Q4 2024: Record operating profit, margin and EPS

Financial highlights Q4 2024

$2,616 million net sales, 4.9% net sales decrease, 3.3% organic sales decline, 13.5% operating margin, 13.4% adjusted operating margin, $3.10 diluted EPS, 14% increase, $3.05 adjusted diluted EPS, 19% decrease.

Full year 2025 guidance

Around 2% organic sales growth, Around 2% negative FX effect on net sales, Around 10-10.5% adjusted operating margin, Around $1.2 billion operating cash flow.

All change figures in this release compared to the same period of the previous year except when stated otherwise.

Key business developments in the fourth quarter of 2024

*For non-U.S. GAAP measures see enclosed reconciliation tables.

Key Figures

(Dollars in millions, except per share data) Q4 2024 Q4 2023 Change FY 2024 FY 2023 Change
Net sales $2,616 $2,751 (4.9)% $10,390 $10,475 (0.8)%
Operating income 353 237 49 % 979 690 42 %
Adjusted operating income 349 334 4.7 % 1,007 920 9.5 %
Operating margin 13.5 % 8.6 % 4.9 pp 9.4 % 6.6 % 2.8 pp
Adjusted operating margin 13.4 % 12.1 % 1.2 pp 9.7 % 8.8 % 0.9 pp
Earnings per share - diluted 3.10 2.71 14 % 8.04 5.72 40 %
Adjusted earnings per share - diluted 3.05 3.74 (19) % 8.32 8.19 1.6 %
Operating cash flow 420 447 (6.0) % 1,059 982 7.8 %
Return on capital employed 35.8 % 24.4 % 11 pp 25.0 % 17.7 % 7.2 pp
Adjusted return on capital employed 35.2 % 32.9 % 2.3 pp 25.6 % 23.1 % 2.5 pp

1) Excluding effects from capacity alignments, antitrust-related matters and for FY 2023 the Andrews litigation settlement. Non-U.S. GAAP measure, see reconciliation table. 2) Annualized operating income and income from equity method investments, relative to average capital employed.

Comments from Mikael Bratt, President & CEO

I am pleased that we delivered strong profitability and cash flow in the fourth quarter. We reached new record highs in the quarter for operating profit, operating margin and EPS. For the full year, we also had a record high operating cash flow. I am also pleased that we generated a high return on capital employed for the quarter and year and that we could achieve this strong performance despite a continued LVP mix deterioration leading to lower sales.

Our strong performance for both the quarter and the full year was mainly a result of our strict cost control. Our structural cost reduction program has enabled a reduction of the indirect work force by 1,400 since Q1 2023. We accelerated our operating efficiency improvements, supported by an improved customer call-off accuracy, which contributed to a reduction of direct headcount by 9% in one year. The strong results for both the quarter and the full year were also supported by reaching agreements with all major customers on excess inflation compensation.

As LVP growth mix continued to be tilted towards lower CPV models, we underperformed the LVP growth in China.
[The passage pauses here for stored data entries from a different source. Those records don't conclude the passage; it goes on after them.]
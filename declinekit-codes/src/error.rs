//! Error types for decline code parsing

use thiserror::Error;

/// Errors raised when turning a symbolic name into a [`DeclineCode`].
///
/// Classifying an integer never fails; an unrecognized integer is simply an
/// unknown decline. This type only covers name parsing, e.g. telemetry tags
/// read back from storage.
///
/// [`DeclineCode`]: crate::DeclineCode
#[derive(Error, Debug, Clone, PartialEq, Eq)]
pub enum ParseDeclineCodeError {
    /// Name is not in the decline table
    #[error("Unknown decline code name: {0}")]
    UnknownName(String),

    /// Empty input
    #[error("Decline code name is empty")]
    Empty,
}

/// Result type for decline code parsing
pub type ParseResult<T> = Result<T, ParseDeclineCodeError>;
However, we expect a record number of new launches in China in 2025 and thereby a significant performance improvement in China in 2025.
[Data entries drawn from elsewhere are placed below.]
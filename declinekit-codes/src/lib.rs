//! Processor Decline Codes for Declinekit
//!
//! Translates the integer decline codes returned by Braintree (and PayPal
//! through Braintree) into a closed set of symbolic categories for logging,
//! analytics tagging or choosing user-facing copy.
//!
//! ## Overview
//!
//! ```text
//! ┌──────────────────────────────────────────────────────────┐
//! │                 Decline Classification                   │
//! │                                                          │
//! │   raw i32 ──▶ classify() ──▶ DecodedDecline              │
//! │                   │           ├─ code: i32               │
//! │                   │           ├─ known_code: Option<_>   │
//! │                   ▼           └─ class: Option<_>        │
//! │      HashMap<i32, DeclineCode>                           │
//! │      (built once, read-only)                             │
//! │                                                          │
//! │   2000..=2108  processor declined                        │
//! │   3000         processor network unavailable             │
//! └──────────────────────────────────────────────────────────┘
//! ```
//!
//! Unknown codes are not errors: they decode with `known_code() == None`.
//!
//! ## Quick Start
//!
//! ```rust
//! use declinekit_codes::{classify, DeclineClass, DeclineCode};
//!
//! let decoded = classify(2001);
//! assert_eq!(decoded.known_code(), Some(DeclineCode::InsufficientFunds));
//! assert_eq!(decoded.class(), Some(DeclineClass::ProcessorDeclined));
//!
//! match classify(9999).known_code() {
//!     Some(known) => println!("declined: {known}"),
//!     None => println!("unknown decline"),
//! }
//! ```

pub mod classifier;
pub mod code;
pub mod decoded;
pub mod error;

pub use classifier::*;
pub use code::*;
pub use decoded::*;
pub use error::*;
We achieved several strategic major wins with new automakers in 2024 although OEMs' sourcing of new business was at a low level in 2024. This was due to technological and geopolitical uncertainties and the sourcing of several large platforms were pushed into 2025.
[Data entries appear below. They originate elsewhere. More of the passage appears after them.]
//! Declinekit Logging
//!
//! Installs a `tracing` subscriber configured from `DECLINEKIT_*`
//! environment variables. Library crates in this workspace only emit
//! `tracing` events; applications call [`init`] once at startup.
//!
//! # Usage
//!
//! ```rust,no_run
//! declinekit_log::init();
//!
//! tracing::info!(code = 2000, "Payment declined by processor");
//! ```
//!
//! # Environment Variables
//!
//! - `DECLINEKIT_DEBUG=1` - Enable debug logging
//! - `DECLINEKIT_LOG_LEVEL=trace|debug|info|warn|error|off` - Set log level
//! - `DECLINEKIT_LOG_FORMAT=pretty|json|compact` - Set output format
//! - `DECLINEKIT_LOG_COLOR=1|0` - Enable/disable colors
//! - `RUST_LOG` - Full filter directives, overrides the level when set

use once_cell::sync::Lazy;
use std::env;
use thiserror::Error;
use tracing_subscriber::EnvFilter;

// ============================================================================
// Log Levels
// ============================================================================

/// Minimum level for emitted events.
#[derive(Debug, Clone, Copy, PartialEq, Eq, PartialOrd, Ord)]
pub enum Level {
    /// Trace level (most verbose)
    Trace,
    /// Debug level
    Debug,
    /// Info level
    Info,
    /// Warning level
    Warn,
    /// Error level (least verbose)
    Error,
    /// Off (no logging)
    Off,
}

impl Level {
    /// Get level from string.
    pub fn parse(s: &str) -> Option<Self> {
        match s.trim().to_lowercase().as_str() {
            "trace" => Some(Level::Trace),
            "debug" => Some(Level::Debug),
            "info" => Some(Level::Info),
            "warn" | "warning" => Some(Level::Warn),
            "error" => Some(Level::Error),
            "off" | "none" => Some(Level::Off),
            _ => None,
        }
    }

    /// Filter directive for this level.
    pub fn as_directive(&self) -> &'static str {
        match self {
            Level::Trace => "trace",
            Level::Debug => "debug",
            Level::Info => "info",
            Level::Warn => "warn",
            Level::Error => "error",
            Level::Off => "off",
        }
    }
}

impl std::fmt::Display for Level {
    fn fmt(&self, f: &mut std::fmt::Formatter<'_>) -> std::fmt::Result {
        f.write_str(self.as_directive())
    }
}

// ============================================================================
// Log Format
// ============================================================================

/// Output format for log events.
#[derive(Debug, Clone, Copy, PartialEq, Eq)]
pub enum Format {
    /// Multi-line human readable output
    Pretty,
    /// Single-line output
    Compact,
    /// JSON lines for log aggregation
    Json,
}

impl Format {
    /// Get format from string.
    pub fn parse(s: &str) -> Option<Self> {
        match s.trim().to_lowercase().as_str() {
            "pretty" => Some(Format::Pretty),
            "compact" => Some(Format::Compact),
            "json" => Some(Format::Json),
            _ => None,
        }
    }
}

// ============================================================================
// Configuration
// ============================================================================

/// Logging configuration.
#[derive(Debug, Clone, PartialEq, Eq)]
pub struct LogConfig {
    /// Whether debug mode is enabled
    pub debug: bool,
    /// Minimum log level
    pub level: Level,
    /// Output format
    pub format: Format,
    /// Whether ANSI colors are enabled
    pub color: bool,
}

impl Default for LogConfig {
    fn default() -> Self {
        Self {
            debug: false,
            level: Level::Info,
            format: Format::Json,
            color: false,
        }
    }
}

impl LogConfig {
    /// Create config from environment variables.
    pub fn from_env() -> Self {
        Self::from_lookup(|key| env::var(key).ok())
    }

    /// Create config from an arbitrary key lookup.
    ///
    /// Unset or unparsable values fall back to defaults.
    pub fn from_lookup<F>(lookup: F) -> Self
    where
        F: Fn(&str) -> Option<String>,
    {
        let flag = |key: &str| {
            lookup(key).map(|v| {
                let v = v.trim().to_lowercase();
                v == "1" || v == "true"
            })
        };

        let debug = flag("DECLINEKIT_DEBUG").unwrap_or(false);

        let level = lookup("DECLINEKIT_LOG_LEVEL")
            .and_then(|s| Level::parse(&s))
            .unwrap_or(if debug { Level::Debug } else { Level::Info });

        let format = lookup("DECLINEKIT_LOG_FORMAT")
            .and_then(|s| Format::parse(&s))
            .unwrap_or(Format::Json);

        let color = flag("DECLINEKIT_LOG_COLOR")
            .unwrap_or_else(|| lookup("NO_COLOR").is_none() && lookup("TERM").is_some());

        Self {
            debug,
            level,
            format,
            color,
        }
    }

    /// Build the event filter, preferring `RUST_LOG` when it is set.
    pub fn env_filter(&self) -> EnvFilter {
        EnvFilter::try_from_default_env()
            .unwrap_or_else(|_| EnvFilter::new(self.level.as_directive()))
    }
}

/// Global configuration (lazy initialized).
static CONFIG: Lazy<LogConfig> = Lazy::new(LogConfig::from_env);

/// Get the global configuration.
pub fn config() -> &'static LogConfig {
    &CONFIG
}

// ============================================================================
// Errors
// ============================================================================

/// Logging setup errors
#[derive(Error, Debug)]
pub enum LogError {
    /// A global subscriber is already installed
    #[error("Failed to install subscriber: {0}")]
    Install(#[from] tracing_subscriber::util::TryInitError),
}

/// Result type for logging setup
pub type Result<T> = std::result::Result<T, LogError>;

// ============================================================================
// Subscriber Installation
// ============================================================================

/// Install the global subscriber for `config`.
pub fn try_init(config: &LogConfig) -> Result<()> {
    use tracing_subscriber::prelude::*;
    use tracing_subscriber::{fmt, registry};

    let filter = config.env_filter();

    match config.format {
        Format::Json => registry()
            .with(filter)
            .with(fmt::layer().json().with_ansi(false))
            .try_init()?,
        Format::Pretty => registry()
            .with(filter)
            .with(fmt::layer().pretty().with_ansi(config.color))
            .try_init()?,
        Format::Compact => registry()
            .with(filter)
            .with(fmt::layer().compact().with_ansi(config.color))
            .try_init()?,
    }

    tracing::debug!(
        level = %config.level,
        format = ?config.format,
        "Logging initialized"
    );
    Ok(())
}

/// Install the global subscriber from the environment.
///
/// Does nothing if a subscriber is already installed.
pub fn init() {
    let _ = try_init(config());
}

// ============================================================================
// Tests
// ============================================================================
We expect 2025 to be a challenging year for the automotive industry with LVP declining slightly and continued geopolitical risks. This uncertainty makes it challenging to predict how business conditions in general and automotive markets in particular will develop in 2025. However, our continued focus on efficiency is expected to support further improvement of our profitability towards our mid-term financial targets. Our continued strong cash flow and balance sheet should set a solid foundation for our ongoing commitment to high shareholder returns.

I am looking forward to our Capital Markets Day, planned for June 3, 2025, when we will share our view of our way forward with you. More details to be announced shortly.

Inquiries: Investors and Analysts

Anders Trapp
Vice President Investor Relations
Tel +46 (0)8 5872 0671

Henrik Kaar
Director Investor Relations
Tel +46 (0)8 5872 0614

Inquiries: Media

Gabriella Etemad
Senior Vice President Communications
Tel +46 (0)70 612 6424

Autoliv, Inc. is obliged to make this information public pursuant to the EU Market Abuse Regulation. The information was submitted for publication, through the agency of the VP of Investor Relations set out above, at 12.00 CET on January 31, 2025.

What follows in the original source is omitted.